Zum Problem für die anderen wird es erst, wenn die Illusion einer Verträglichkeit erzeugt wird, die in Wirklichkeit nicht existiert. Am Verlangen nach einem »Recht auf Kinder« zeigt sich, dass eine gleichsam maßgeschneiderte Fertilität, die dem homosexuellen Leben angepasst wird, nicht mehr das ist, was wir als Elternschaft im Rahmen von Ehe und Familie oder auch nur als Elternschaft von Mann und Frau kennen. Es entsteht eine neue Form von Elternschaft, die diesen Namen nur eingeschränkt verdient, weil sie den Kindern entweder ein Elternteil entzieht oder ihm mehr Eltern zumutet, als es tatsächlich hat und verkraften kann. In Wirklichkeit findet keine Familiengründung, sondern eine Allokation von Fragmenten dessen statt, was wir bislang Familie nannten, eine Zuweisung von »Einzelteilen« an Bedürftige, ohne dass daraus das Ganze im Vollsinn des Wortes Familie entstünde.

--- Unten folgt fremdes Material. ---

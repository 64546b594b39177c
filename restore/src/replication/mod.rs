pub mod replicator;
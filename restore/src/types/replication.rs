use byteorder::{LittleEndian, ReadBytesExt, WriteBytesExt};
use bytes::Bytes;
use std::fmt;
use std::io::Cursor;

use crate::bail;
use crate::buffer::hex::{DEFAULT_WRAP, bytes_as_hex_string};
use crate::buffer::length_prefixed::{
    length_prefixed_len, read_length_prefixed, write_length_prefixed,
};
use crate::error::{ErrorKind, RestoreError, RestoreResult};
use crate::types::LogPosition;

/// Encoded size of a [`LogReplicationRequest`]: two positions and one flag byte.
const REQUEST_WIRE_BYTES: usize = 8 + 8 + 1;

/// Range of a remote log that a replication session still has to restore.
///
/// `include_from_position` asks the member to deliver the event at `from` as well,
/// which is only wanted for the first request of a session.
#[derive(Debug, Clone, Copy, PartialEq, Eq)]
pub struct ReplicationRange {
    from: LogPosition,
    to: LogPosition,
    include_from_position: bool,
}

impl ReplicationRange {
    pub fn new(from: LogPosition, to: LogPosition) -> Self {
        Self {
            from,
            to,
            include_from_position: false,
        }
    }

    pub fn with_include_from_position(self, include_from_position: bool) -> Self {
        Self {
            include_from_position,
            ..self
        }
    }

    /// Returns the range left after events up to `position` have been restored.
    ///
    /// `position` itself is already present locally, so it is never requested again.
    pub fn continue_from(self, position: LogPosition) -> Self {
        Self {
            from: position,
            to: self.to,
            include_from_position: false,
        }
    }

    pub fn from(&self) -> LogPosition {
        self.from
    }

    pub fn to(&self) -> LogPosition {
        self.to
    }

    pub fn include_from_position(&self) -> bool {
        self.include_from_position
    }
}

/// Request sent to a member for the events of a [`ReplicationRange`].
#[derive(Debug, Clone, Copy, PartialEq, Eq)]
pub struct LogReplicationRequest {
    from_position: LogPosition,
    to_position: LogPosition,
    include_from_position: bool,
}

impl LogReplicationRequest {
    pub fn from_position(&self) -> LogPosition {
        self.from_position
    }

    pub fn to_position(&self) -> LogPosition {
        self.to_position
    }

    pub fn include_from_position(&self) -> bool {
        self.include_from_position
    }

    pub fn encode(&self) -> RestoreResult<Vec<u8>> {
        let mut buf = Vec::with_capacity(REQUEST_WIRE_BYTES);
        buf.write_i64::<LittleEndian>(self.from_position.get())?;
        buf.write_i64::<LittleEndian>(self.to_position.get())?;
        buf.write_u8(u8::from(self.include_from_position))?;

        Ok(buf)
    }

    pub fn decode(bytes: &[u8]) -> RestoreResult<Self> {
        if bytes.len() != REQUEST_WIRE_BYTES {
            bail!(
                ErrorKind::DeserializationError,
                "Invalid replication request size",
                format!("expected {REQUEST_WIRE_BYTES} bytes, got {}", bytes.len())
            );
        }

        let mut reader = Cursor::new(bytes);
        let from_position = reader.read_i64::<LittleEndian>()?;
        let to_position = reader.read_i64::<LittleEndian>()?;
        let include_from_position = decode_flag(reader.read_u8()?)?;

        Ok(Self {
            from_position: from_position.into(),
            to_position: to_position.into(),
            include_from_position,
        })
    }
}

impl From<ReplicationRange> for LogReplicationRequest {
    fn from(range: ReplicationRange) -> Self {
        Self {
            from_position: range.from,
            to_position: range.to,
            include_from_position: range.include_from_position,
        }
    }
}

impl fmt::Display for LogReplicationRequest {
    fn fmt(&self, f: &mut fmt::Formatter<'_>) -> fmt::Result {
        let open = if self.include_from_position { '[' } else { '(' };
        write!(f, "{open}{}, {}]", self.from_position, self.to_position)
    }
}

/// One chunk of events returned by a member.
///
/// `serialized_events` ends at `to_position`; `more_available` tells whether the
/// member holds events after `to_position` that did not fit in this chunk.
#[derive(Clone, PartialEq, Eq)]
pub struct LogReplicationResponse {
    to_position: LogPosition,
    serialized_events: Bytes,
    more_available: bool,
}

impl LogReplicationResponse {
    pub fn new(
        to_position: LogPosition,
        serialized_events: impl Into<Bytes>,
        more_available: bool,
    ) -> Self {
        Self {
            to_position,
            serialized_events: serialized_events.into(),
            more_available,
        }
    }

    /// Returns a response carrying no events, which is never valid.
    pub fn empty() -> Self {
        Self::new(LogPosition::default(), Bytes::new(), false)
    }

    pub fn to_position(&self) -> LogPosition {
        self.to_position
    }

    pub fn serialized_events(&self) -> &Bytes {
        &self.serialized_events
    }

    pub fn has_more_available(&self) -> bool {
        self.more_available
    }

    /// Returns whether the response actually carries events up to a real position.
    pub fn is_valid(&self) -> bool {
        self.to_position.get() > 0 && !self.serialized_events.is_empty()
    }

    pub fn encode(&self) -> RestoreResult<Vec<u8>> {
        let mut buf = Vec::with_capacity(8 + 1 + length_prefixed_len(&self.serialized_events));
        buf.write_i64::<LittleEndian>(self.to_position.get())?;
        buf.write_u8(u8::from(self.more_available))?;
        write_length_prefixed(&mut buf, &self.serialized_events)?;

        Ok(buf)
    }

    pub fn decode(bytes: &[u8]) -> RestoreResult<Self> {
        let mut reader = Cursor::new(bytes);
        let to_position = reader
            .read_i64::<LittleEndian>()
            .map_err(truncated_response)?;
        let more_available = decode_flag(reader.read_u8().map_err(truncated_response)?)?;
        let serialized_events = read_length_prefixed(&mut reader)?;

        if reader.position() as usize != bytes.len() {
            bail!(
                ErrorKind::DeserializationError,
                "Replication response has trailing bytes",
                format!("{} unread bytes", bytes.len() - reader.position() as usize)
            );
        }

        Ok(Self {
            to_position: to_position.into(),
            serialized_events,
            more_available,
        })
    }
}

impl fmt::Debug for LogReplicationResponse {
    /// With `{:#?}` the events are rendered as a hex dump, otherwise only their size.
    fn fmt(&self, f: &mut fmt::Formatter<'_>) -> fmt::Result {
        let alternate = f.alternate();
        let mut debug = f.debug_struct("LogReplicationResponse");
        debug
            .field("to_position", &self.to_position)
            .field("more_available", &self.more_available);

        if alternate {
            debug.field(
                "serialized_events",
                &format_args!(
                    "\n{}",
                    bytes_as_hex_string(&self.serialized_events, DEFAULT_WRAP)
                ),
            );
        } else {
            debug.field(
                "serialized_events",
                &format_args!("{} bytes", self.serialized_events.len()),
            );
        }

        debug.finish()
    }
}

fn decode_flag(byte: u8) -> RestoreResult<bool> {
    match byte {
        0 => Ok(false),
        1 => Ok(true),
        other => bail!(
            ErrorKind::DeserializationError,
            "Invalid boolean flag",
            format!("flag byte {other}")
        ),
    }
}

fn truncated_response(err: std::io::Error) -> RestoreError {
    RestoreError::from((
        ErrorKind::DeserializationError,
        "Replication response is truncated",
        err.to_string(),
    ))
}
use std::fmt::Write;

/// Number of bytes rendered per line by [`bytes_as_hex_string`] when no width is given.
pub const DEFAULT_WRAP: usize = 16;

const HEX_CODE: &[u8; 16] = b"0123456789ABCDEF";

/// Renders `bytes` as a hex dump with `wrap` bytes per line.
///
/// Every line starts with the offset of its first byte, followed by the bytes in
/// hex and their printable ASCII representation (`.` for anything else):
///
/// ```text
/// 0x00000000: 68 65 6C 6C 6F          |hello|
/// ```
pub fn bytes_as_hex_string(bytes: &[u8], wrap: usize) -> String {
    let wrap = wrap.max(1);
    let mut output = String::with_capacity(bytes.len() * 4 + 16);

    for (line, chunk) in bytes.chunks(wrap).enumerate() {
        let _ = write!(output, "0x{:08x}: ", line * wrap);

        for index in 0..wrap {
            match chunk.get(index) {
                Some(byte) => {
                    output.push(HEX_CODE[(byte >> 4) as usize] as char);
                    output.push(HEX_CODE[(byte & 0xF) as usize] as char);
                    output.push(' ');
                }
                None => output.push_str("   "),
            }
        }

        output.push('|');
        output.extend(chunk.iter().map(|&byte| printable(byte)));
        output.push_str("|\n");
    }

    output
}

fn printable(byte: u8) -> char {
    if (32..126).contains(&byte) {
        byte as char
    } else {
        '.'
    }
}

#[cfg(test)]
mod tests {
    use super::*;

    #[test]
    fn empty_input_renders_nothing() {
        assert_eq!(bytes_as_hex_string(&[], DEFAULT_WRAP), "");
    }

    #[test]
    fn short_line_is_padded() {
        let dump = bytes_as_hex_string(b"hi\n", 4);

        assert_eq!(dump, "0x00000000: 68 69 0A    |hi.|\n");
    }

    #[test]
    fn lines_carry_offsets() {
        let dump = bytes_as_hex_string(&[0xAB; 5], 2);
        let lines: Vec<_> = dump.lines().collect();

        assert_eq!(
            lines,
            vec![
                "0x00000000: AB AB |..|",
                "0x00000002: AB AB |..|",
                "0x00000004: AB    |.|",
            ]
        );
    }
}
use bytes::Bytes;
use std::sync::Arc;
use tokio::sync::Mutex;
use tracing::debug;

use crate::appender::LogReplicationAppender;
use crate::error::RestoreResult;
use crate::types::LogPosition;

#[derive(Debug, Default)]
struct Inner {
    chunks: Vec<(LogPosition, Bytes)>,
}

/// Appender keeping every accepted chunk in memory.
///
/// Chunks that carry no events or that do not move the log forward are rejected
/// with a result of `0`.
#[derive(Debug, Clone, Default)]
pub struct MemoryLogAppender {
    inner: Arc<Mutex<Inner>>,
}

impl MemoryLogAppender {
    pub fn new() -> Self {
        Self::default()
    }

    /// Returns the accepted chunks in append order.
    pub async fn chunks(&self) -> Vec<(LogPosition, Bytes)> {
        self.inner.lock().await.chunks.clone()
    }

    pub async fn last_position(&self) -> Option<LogPosition> {
        self.inner
            .lock()
            .await
            .chunks
            .last()
            .map(|(position, _)| *position)
    }

    /// Returns all accepted events concatenated.
    pub async fn events(&self) -> Vec<u8> {
        let inner = self.inner.lock().await;
        inner
            .chunks
            .iter()
            .flat_map(|(_, events)| events.iter().copied())
            .collect()
    }
}

impl LogReplicationAppender for MemoryLogAppender {
    async fn append(&self, to_position: LogPosition, serialized_events: Bytes) -> RestoreResult<i64> {
        let mut inner = self.inner.lock().await;

        if serialized_events.is_empty() {
            debug!(%to_position, "rejecting empty chunk");
            return Ok(0);
        }

        if let Some((last_position, _)) = inner.chunks.last()
            && *last_position >= to_position
        {
            debug!(%to_position, %last_position, "rejecting chunk that does not advance the log");
            return Ok(0);
        }

        let written = serialized_events.len() as i64;
        debug!(%to_position, written, "appending chunk");
        inner.chunks.push((to_position, serialized_events));

        Ok(written)
    }
}

#[cfg(test)]
mod tests {
    use super::*;

    #[tokio::test]
    async fn accepted_chunks_are_kept_in_order() {
        let appender = MemoryLogAppender::new();

        assert_eq!(
            appender
                .append(LogPosition::new(10), Bytes::from_static(b"ab"))
                .await
                .unwrap(),
            2
        );
        assert_eq!(
            appender
                .append(LogPosition::new(20), Bytes::from_static(b"cde"))
                .await
                .unwrap(),
            3
        );

        assert_eq!(appender.last_position().await, Some(LogPosition::new(20)));
        assert_eq!(appender.events().await, b"abcde");
        assert_eq!(appender.chunks().await.len(), 2);
    }

    #[tokio::test]
    async fn empty_or_backwards_chunks_are_rejected() {
        let appender = MemoryLogAppender::new();
        appender
            .append(LogPosition::new(10), Bytes::from_static(b"a"))
            .await
            .unwrap();

        assert_eq!(
            appender
                .append(LogPosition::new(11), Bytes::new())
                .await
                .unwrap(),
            0
        );
        assert_eq!(
            appender
                .append(LogPosition::new(10), Bytes::from_static(b"b"))
                .await
                .unwrap(),
            0
        );
        assert_eq!(appender.chunks().await.len(), 1);
    }
}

Da die Homosexuellen offenbar nicht aufgefordert werden dürfen, sich den bislang notwendigen Bedingungen einer Familiengründung anzupassen, passt man die Familie an die Homosexualität an. So entsteht eine partielle Familie, ein familienähnliches Konstrukt. Obwohl es nicht das ist, was es vorher war, trägt es verwirrenderweise denselben Namen. Aus dieser Illusion eines echten Äquivalents entsteht sodann eine »neue Norm«, wie der französische Philosoph und Theologe Bertrand Vergely sagt. Warum gleich eine Norm? Paradoxerweise deshalb, weil die faktisch fortbestehende Abhängigkeit von der Funktionsweise der alten Norm, der herkömmlichen Familie, nicht aufhört. Weil die Abhängigkeit von der Komplementarität der Geschlechter und von der Zeugung durch Mann und Frau nicht nur nicht aufhört, sondern zugleich verdrängt und entwertet wird, um die Illusion perfekt zu machen. Die Anhänger der neuen Norm leugnen den Wert der alten – wie ein Erwachsener, der vom Geld seiner Eltern lebt, aber so tut, als wäre er längst selbständig. Damit entwertet er das Ansehen echter Selbständigkeit, die zugleich immer noch die materielle Grundlage seines Daseins ist. Die gesellschaftlichen Probleme beginnen, sobald sein »Lebensmodell« öffentlich beworben wird. Von diesem Zeitpunkt an betrifft es alle.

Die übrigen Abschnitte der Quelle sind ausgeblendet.